Protests over illegal migration have brought Mayotte to a standstill
Protests over illegal migration have brought Mayotte to a standstill
MANY Europeans feel their homelands have too many immigrants. In countries like Germany, as many as 15% of the population are foreigners. But on Mayotte, a small French island in the Indian Ocean with a population of 256,500, the share is more than half. Immigration has led to violent protests and a general strike, bringing the island to a standstill since February. Locals have begun rounding up suspected illegal immigrants, and the island is descending into chaos.

"Every night ten boats carrying at least 30 people arrive on our shores," says Mansour Kamardine, Mayotte's deputy in France's National Assembly. "It is absolutely intolerable." Many of those arriving are pregnant women. Every year, 70% of the 10,000 births in the island's sole maternity hospital are to illegal migrants. France's policy of droit du sol (birthright citizenship) means they are entitled to French nationality. French officials are considering making the hospital a non-French territory.
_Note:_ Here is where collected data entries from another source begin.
//! Lexical answer matching
//!
//! An answer is correct when the expected text, or any of its aliases, appears
//! as a case-insensitive substring of the model output.

use super::alias::AliasTable;

/// Binary correctness of one answer (0 or 1)
pub type Score = u8;

/// Score a produced answer against the expected one
///
/// The first matching alias short-circuits. An empty `expected` matches any
/// output, including an empty one.
pub fn check_answer(expected: &str, produced: &str, aliases: &AliasTable) -> Score {
    let expected = expected.to_lowercase();
    let produced = produced.to_lowercase();

    if produced.contains(&expected) {
        return 1;
    }

    // Aliases are stored lowercased
    let hit = aliases
        .lookup(&expected)
        .iter()
        .any(|alias| produced.contains(alias.as_str()));

    Score::from(hit)
}
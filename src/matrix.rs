//! Depth x document-length accuracy matrix across benchmark runs
//!
//! Each run contributes its depth profile to the column of its page count.
//! A cell is the mean of the bucket accuracies of the runs that have that
//! bucket populated; runs that are missing on disk are skipped with a warning.
//!
//! Runs are read from the text results file every `score` writes, or from a
//! JSON report when `report_file` ends in `.json`.

use anyhow::{bail, Context, Result};
use serde::{Deserialize, Serialize};
use std::path::{Path, PathBuf};

use crate::config::MatrixConfig;
use crate::output::{parse_depth_section, ScoreOutput};
use crate::scoring::{BucketAccuracy, DepthProfile, DepthRange};

/// Averaged accuracy matrix: rows are depth buckets, columns page counts
#[derive(Debug, Clone, PartialEq, Serialize, Deserialize)]
pub struct DepthMatrix {
    /// Depth range labels, shallowest first
    pub rows: Vec<String>,
    /// Page counts (plus "Average" when requested)
    pub columns: Vec<String>,
    /// `cells[row][column]`, `None` when no run populated the cell
    pub cells: Vec<Vec<Option<f64>>>,
    /// Number of runs contributing to each cell
    pub runs: Vec<Vec<usize>>,
}

impl DepthMatrix {
    /// Render as an aligned text table with percentages
    pub fn format_table(&self) -> String {
        let mut out = format!("{:>10}", "Depth");
        for column in &self.columns {
            out.push_str(&format!(" {:>8}", column));
        }
        out.push('\n');

        for (label, row) in self.rows.iter().zip(&self.cells) {
            out.push_str(&format!("{:>10}", label));
            for cell in row {
                let value = match cell {
                    Some(v) => format!("{:.0}%", v * 100.0),
                    None => "-".to_string(),
                };
                out.push_str(&format!(" {:>8}", value));
            }
            out.push('\n');
        }
        out
    }
}

/// Accumulates depth profiles per page-count column
#[derive(Debug, Clone)]
pub struct MatrixBuilder {
    page_counts: Vec<u32>,
    rows: Vec<String>,
    sums: Vec<Vec<f64>>,
    counts: Vec<Vec<usize>>,
}

impl MatrixBuilder {
    pub fn new(page_counts: Vec<u32>) -> Self {
        Self {
            page_counts,
            rows: Vec::new(),
            sums: Vec::new(),
            counts: Vec::new(),
        }
    }

    /// Add one run's profile to the column at `column`
    pub fn add(&mut self, column: usize, profile: &DepthProfile) -> Result<()> {
        self.add_rows(column, &profile.rows())
    }

    /// Add one run's per-bucket accuracies to the column at `column`
    ///
    /// The first run fixes the number of depth rows; later runs must have the
    /// same number of buckets.
    pub fn add_rows(&mut self, column: usize, rows: &[(DepthRange, BucketAccuracy)]) -> Result<()> {
        if column >= self.page_counts.len() {
            bail!("Column {} out of range ({} page counts)", column, self.page_counts.len());
        }
        if self.rows.is_empty() {
            self.rows = rows.iter().map(|(range, _)| range.to_string()).collect();
            self.sums = vec![vec![0.0; self.page_counts.len()]; self.rows.len()];
            self.counts = vec![vec![0; self.page_counts.len()]; self.rows.len()];
        } else if rows.len() != self.rows.len() {
            bail!(
                "Depth profile has {} buckets, matrix has {}",
                rows.len(),
                self.rows.len()
            );
        }

        for (row, (_, accuracy)) in rows.iter().enumerate() {
            if let Some(accuracy) = accuracy.value() {
                self.sums[row][column] += accuracy;
                self.counts[row][column] += 1;
            }
        }
        Ok(())
    }

    pub fn is_empty(&self) -> bool {
        self.rows.is_empty()
    }

    /// Average the accumulated runs
    pub fn build(&self, include_average: bool) -> DepthMatrix {
        let mut columns: Vec<String> = self.page_counts.iter().map(|p| p.to_string()).collect();
        let mut cells: Vec<Vec<Option<f64>>> = self
            .sums
            .iter()
            .zip(&self.counts)
            .map(|(sums, counts)| {
                sums.iter()
                    .zip(counts)
                    .map(|(&sum, &n)| (n > 0).then(|| sum / n as f64))
                    .collect()
            })
            .collect();
        let mut runs = self.counts.clone();

        if include_average {
            columns.push("Average".to_string());
            for (row, row_runs) in cells.iter_mut().zip(runs.iter_mut()) {
                let present: Vec<f64> = row.iter().flatten().copied().collect();
                let average = (!present.is_empty())
                    .then(|| present.iter().sum::<f64>() / present.len() as f64);
                row.push(average);
                row_runs.push(row_runs.iter().sum());
            }
        }

        DepthMatrix {
            rows: self.rows.clone(),
            columns,
            cells,
            runs,
        }
    }
}

/// Path of one run's report: `<root>/<benchmark>/<benchmark>_<pages>Pages/<file>`
pub fn run_report_path(root: &Path, benchmark: &str, pages: u32, report_file: &str) -> PathBuf {
    root.join(benchmark)
        .join(format!("{}_{}Pages", benchmark, pages))
        .join(report_file)
}

/// Depth rows of one run, `None` if it was scored without depth analysis
pub fn load_run_rows(path: &Path) -> Result<Option<Vec<(DepthRange, BucketAccuracy)>>> {
    if path.extension().is_some_and(|ext| ext == "json") {
        let output = ScoreOutput::load(path)?;
        return Ok(output.report.depth.map(|profile| profile.rows()));
    }
    let content = std::fs::read_to_string(path)
        .with_context(|| format!("Failed to read results file: {}", path.display()))?;
    parse_depth_section(&content)
        .with_context(|| format!("Failed to parse results file: {}", path.display()))
}

/// Load every configured run under `root` and build the matrix
pub fn collect_matrix(root: &Path, config: &MatrixConfig) -> Result<DepthMatrix> {
    let mut builder = MatrixBuilder::new(config.page_counts.clone());
    let mut loaded = 0usize;

    for benchmark in &config.benchmarks {
        for (column, &pages) in config.page_counts.iter().enumerate() {
            let path = run_report_path(root, benchmark, pages, &config.report_file);
            if !path.exists() {
                tracing::warn!("File not found - {}", path.display());
                continue;
            }

            let rows = match load_run_rows(&path) {
                Ok(Some(rows)) => rows,
                Ok(None) => {
                    tracing::warn!("No depth analysis in {}, skipping", path.display());
                    continue;
                }
                Err(e) => {
                    tracing::warn!("Error processing {}: {:#}", path.display(), e);
                    continue;
                }
            };

            builder.add_rows(column, &rows)?;
            loaded += 1;
        }
    }

    if builder.is_empty() {
        bail!("No depth profiles found under {}", root.display());
    }
    tracing::info!("Built depth matrix from {} runs", loaded);

    Ok(builder.build(config.include_average))
}

#[cfg(test)]
mod tests {
    use super::*;
    use crate::scoring::bucket_scores;

    fn profile(scores: &[u8], buckets: usize) -> DepthProfile {
        bucket_scores(scores, buckets, None).unwrap()
    }

    #[test]
    fn test_average_across_runs() {
        let mut builder = MatrixBuilder::new(vec![25, 50]);
        builder.add(0, &profile(&[1, 0], 2)).unwrap();
        builder.add(0, &profile(&[0, 0], 2)).unwrap();
        builder.add(1, &profile(&[1, 1], 2)).unwrap();

        let matrix = builder.build(false);
        assert_eq!(matrix.rows, vec!["0-50%", "50-100%"]);
        assert_eq!(matrix.columns, vec!["25", "50"]);
        assert_eq!(matrix.cells[0], vec![Some(0.5), Some(1.0)]);
        assert_eq!(matrix.cells[1], vec![Some(0.0), Some(1.0)]);
        assert_eq!(matrix.runs[0], vec![2, 1]);
    }

    #[test]
    fn test_average_column() {
        let mut builder = MatrixBuilder::new(vec![25, 50, 75]);
        builder.add(0, &profile(&[1, 0], 2)).unwrap();
        builder.add(1, &profile(&[0, 0], 2)).unwrap();

        let matrix = builder.build(true);
        assert_eq!(matrix.columns.last().map(String::as_str), Some("Average"));
        // Column 75 has no runs and does not drag the average down
        assert_eq!(matrix.cells[0], vec![Some(1.0), Some(0.0), None, Some(0.5)]);
        assert_eq!(matrix.runs[0], vec![1, 1, 0, 2]);
    }

    #[test]
    fn test_empty_buckets_do_not_count() {
        let mut builder = MatrixBuilder::new(vec![25]);
        builder.add(0, &profile(&[1], 2)).unwrap();
        builder.add(0, &profile(&[0, 1], 2)).unwrap();
        let matrix = builder.build(false);
        assert_eq!(matrix.cells[0], vec![Some(0.5)]);
        assert_eq!(matrix.cells[1], vec![Some(1.0)]);
    }

    #[test]
    fn test_bucket_count_mismatch() {
        let mut builder = MatrixBuilder::new(vec![25]);
        builder.add(0, &profile(&[1, 0], 2)).unwrap();
        assert!(builder.add(0, &profile(&[1, 0, 1], 3)).is_err());
        assert!(builder.add(4, &profile(&[1, 0], 2)).is_err());
    }

    #[test]
    fn test_format_table() {
        let mut builder = MatrixBuilder::new(vec![25]);
        builder.add(0, &profile(&[1, 0], 2)).unwrap();
        let table = builder.build(false).format_table();
        let lines: Vec<&str> = table.lines().collect();
        assert_eq!(lines.len(), 3);
        assert!(lines[0].contains("Depth"));
        assert!(lines[1].trim_end().ends_with("100%"));
        assert!(lines[2].trim_end().ends_with("0%"));
    }

    #[test]
    fn test_run_report_path() {
        let path = run_report_path(Path::new("Results"), "HSBC", 50, "results_scores.txt");
        assert_eq!(
            path,
            Path::new("Results/HSBC/HSBC_50Pages/results_scores.txt")
        );
    }

    #[test]
    fn test_load_run_rows_from_text_and_json() {
        use crate::output::{render_results_text, ScoreRunConfig};
        use crate::scoring::EvalReport;

        let dir = tempfile::tempdir().unwrap();
        let depth = profile(&[1, 0, 1, 1], 2);
        let report = EvalReport {
            questions: Vec::new(),
            total: 4,
            correct: 3,
            average_accuracy: 0.75,
            depth: Some(depth.clone()),
        };

        let text_path = dir.path().join("results_scores.txt");
        std::fs::write(&text_path, render_results_text(&report)).unwrap();
        assert_eq!(load_run_rows(&text_path).unwrap(), Some(depth.rows()));

        let json_path = dir.path().join("results_scores.json");
        let run = ScoreRunConfig {
            predictions: "preds.txt".to_string(),
            groundtruth: "truth.txt".to_string(),
            aliases: None,
            needles_info: None,
            total_pages: None,
            depth_analysis: true,
            num_buckets: 2,
        };
        ScoreOutput::new(run, report).save(&json_path).unwrap();
        assert_eq!(load_run_rows(&json_path).unwrap(), Some(depth.rows()));
    }
}
//! End-to-end tests: record files on disk through scoring to results files.

use std::fs;
use std::path::Path;

use needle_eval::config::MatrixConfig;
use needle_eval::matrix::{collect_matrix, run_report_path};
use needle_eval::output::{render_results_text, write_results_text, ScoreOutput, ScoreRunConfig};
use needle_eval::records::{load_aliases, load_groundtruth, load_needle_pages, load_predictions};
use needle_eval::scoring::{evaluate, BucketMode, EvalInputs, EvalOptions, EvalReport};
use needle_eval::EvalError;

const PREDICTIONS: &str = "\
#1
Prompt: What is the code word hidden on the first pages?
Output: The code word is Albatross.
#2
Prompt: Which city hosts the annual meeting?
Output: The meeting is held in the
Big Apple every spring.
#3
Prompt: What is the CEO's favourite fruit?
Output: I could not find this in the document.
#4
Prompt: What colour is the logo?
Output: TEAL
";

const GROUNDTRUTH: &str = "\
1. \"albatross\"
2. \"NYC\"
3. \"mango\"
4. \"teal\"
";

const ALIASES: &str = "\"NYC\" \"New York City\" \"Big Apple\"\n";

const NEEDLES: &str = "needle-1,2\nneedle-2,9\nneedle-3,14\nneedle-4,20\n";

fn write(dir: &Path, name: &str, content: &str) -> std::path::PathBuf {
    let path = dir.join(name);
    fs::write(&path, content).unwrap();
    path
}

fn score_run(dir: &Path, depth: bool, with_pages: bool) -> Result<EvalReport, EvalError> {
    let predictions = load_predictions(&write(dir, "preds.txt", PREDICTIONS)).unwrap();
    let expected = load_groundtruth(&write(dir, "truth.txt", GROUNDTRUTH)).unwrap();
    let aliases = load_aliases(&write(dir, "aliases.txt", ALIASES)).unwrap();
    let pages = load_needle_pages(&write(dir, "needles.csv", NEEDLES)).unwrap();

    let mut inputs = EvalInputs::new(&predictions, &expected).with_aliases(&aliases);
    if with_pages {
        inputs = inputs.with_needle_pages(&pages).with_total_pages(20);
    }
    let options = if depth {
        EvalOptions::with_depth_analysis(4)
    } else {
        EvalOptions::default()
    };
    evaluate(&inputs, &options)
}

#[test]
fn scores_files_with_aliases() {
    let dir = tempfile::tempdir().unwrap();
    let report = score_run(dir.path(), false, false).unwrap();
    assert_eq!(report.scores(), vec![1, 1, 0, 1]);
    assert_eq!(report.average_accuracy, 0.75);
}

#[test]
fn page_mode_depth_profile() {
    let dir = tempfile::tempdir().unwrap();
    let report = score_run(dir.path(), true, true).unwrap();
    let depth = report.depth.as_ref().unwrap();
    assert_eq!(depth.mode, BucketMode::Page { total_pages: 20 });
    assert_eq!(depth.sizes(), vec![1, 1, 1, 1]);

    let text = render_results_text(&report);
    assert!(text.starts_with("1. What is the code word hidden on the first pages? 1\n"));
    assert!(text.contains("Depth Analysis\n0-25% accuracy: 1.00\n25-50% accuracy: 1.00\n50-75% accuracy: 0.00\n75-100% accuracy: 1.00\n"));
    assert!(text.ends_with("Average accuracy: 0.75\n"));
}

#[test]
fn mismatched_files_produce_no_report() {
    let dir = tempfile::tempdir().unwrap();
    let predictions = load_predictions(&write(dir.path(), "preds.txt", PREDICTIONS)).unwrap();
    let expected = load_groundtruth(&write(dir.path(), "truth.txt", "1. \"albatross\"\n")).unwrap();

    let err = evaluate(&EvalInputs::new(&predictions, &expected), &EvalOptions::default()).unwrap_err();
    assert_eq!(
        err,
        EvalError::InputMismatch {
            what: "groundtruth",
            expected: 4,
            actual: 1
        }
    );
}

#[test]
fn written_reports_feed_the_matrix() {
    let dir = tempfile::tempdir().unwrap();
    let inputs_dir = dir.path().join("inputs");
    fs::create_dir_all(&inputs_dir).unwrap();
    let report = score_run(&inputs_dir, true, false).unwrap();

    let results = dir.path().join("Results");
    let config = MatrixConfig {
        benchmarks: vec!["HSBC".to_string(), "UPS".to_string()],
        page_counts: vec![25, 50],
        include_average: true,
        report_file: "results_scores.json".to_string(),
    };

    // Only two of the four runs exist
    for (benchmark, pages) in [("HSBC", 25), ("UPS", 25)] {
        let path = run_report_path(&results, benchmark, pages, &config.report_file);
        let run = ScoreRunConfig {
            predictions: "preds.txt".to_string(),
            groundtruth: "truth.txt".to_string(),
            aliases: Some("aliases.txt".to_string()),
            needles_info: None,
            total_pages: None,
            depth_analysis: true,
            num_buckets: 4,
        };
        ScoreOutput::new(run, report.clone()).save(&path).unwrap();
        write_results_text(&path.with_extension("txt"), &report).unwrap();
    }

    let matrix = collect_matrix(&results, &config).unwrap();
    assert_eq!(matrix.rows, vec!["0-25%", "25-50%", "50-75%", "75-100%"]);
    assert_eq!(matrix.columns, vec!["25", "50", "Average"]);
    assert_eq!(matrix.cells[2], vec![Some(0.0), None, Some(0.0)]);
    assert_eq!(matrix.cells[0], vec![Some(1.0), None, Some(1.0)]);
    assert_eq!(matrix.runs[0], vec![2, 0, 2]);
}

#[test]
fn text_results_feed_the_matrix() {
    let dir = tempfile::tempdir().unwrap();
    let inputs_dir = dir.path().join("inputs");
    fs::create_dir_all(&inputs_dir).unwrap();
    let with_pages = score_run(&inputs_dir, true, true).unwrap();
    let without_depth = score_run(&inputs_dir, false, false).unwrap();

    let results = dir.path().join("Results");
    let config = MatrixConfig {
        benchmarks: vec!["HSBC".to_string(), "UPS".to_string()],
        page_counts: vec![25],
        ..MatrixConfig::default()
    };

    // Only the text results file, as written by every scoring run
    let hsbc = run_report_path(&results, "HSBC", 25, &config.report_file);
    write_results_text(&hsbc, &with_pages).unwrap();
    let ups = run_report_path(&results, "UPS", 25, &config.report_file);
    write_results_text(&ups, &without_depth).unwrap();

    let matrix = collect_matrix(&results, &config).unwrap();
    assert_eq!(matrix.rows, vec!["0-25%", "25-50%", "50-75%", "75-100%"]);
    assert_eq!(matrix.columns, vec!["25", "Average"]);
    assert_eq!(matrix.cells[0], vec![Some(1.0), Some(1.0)]);
    assert_eq!(matrix.cells[2], vec![Some(0.0), Some(0.0)]);
    assert_eq!(matrix.runs[0], vec![1, 1]);
}

#[test]
fn matrix_without_runs_fails() {
    let dir = tempfile::tempdir().unwrap();
    let config = MatrixConfig {
        benchmarks: vec!["HSBC".to_string()],
        page_counts: vec![25],
        ..MatrixConfig::default()
    };
    assert!(collect_matrix(dir.path(), &config).is_err());
}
The Comoros islands, including Mayotte, were a single French colony until the 1970s, when the people of Mayotte, known as Mahorais, voted to split off and become a French overseas territory. Political turbulence and poverty in the other three islands, which became the independent Union of the Comoros, have since led thousands to flee to Mayotte. Comorians now make up 42% of Mayotte's population. Some have legal status; many do not.

The rate of immigration has risen since Mayotte became France's newest overseas department (DOM) in 2011. With the same political status as residents of mainland France, the Mahorais expected higher living standards and better infrastructure. Seven years on, joblessness, now at more than a quarter, has not fallen, but DOM status means more taxes. Prices are high: in 2015 living a mainland French lifestyle on Mayotte cost 17% more than in France. In 2014, the last year it was measured, the island's GDP per person, at $10,600, was the lowest in the European Union; 84% of its people live below the poverty line.

As elsewhere in Europe, immigrants have become scapegoats. But it is true that Mayotte's growing population is straining services. Hospitals are struggling to cope. Schools are "saturated", says Claire Petit, a high-school teacher. The current unrest began as a gang clash at a high school, which spilled over into a protest movement.

To its neighbours, Mayotte still looks wealthy. The island has 82 doctors per 100,000 people, compared with just 19 in the rest of the Comoros and 14 in neighbouring Madagascar. Yet the fed-up Mahorais are deserting their homeland in droves. Older ones head to the neighbouring French island of Réunion, but the young-including some 40% of 25-to-34-year-olds-are moving to Europe. "It is the only way for them to go to university, or to have a job," says Ms Petit.

Comorians in Mayotte do not have that option. They cannot even return home. In March the Comoros announced a refusal to accept the repatriation of its citizens. France is in a bind. "More naval boats, more police-that's the answer," says Mr Kamardine. But as in Europe, it is hard to stop impoverished people from seeking a better life that looms tantalisingly close.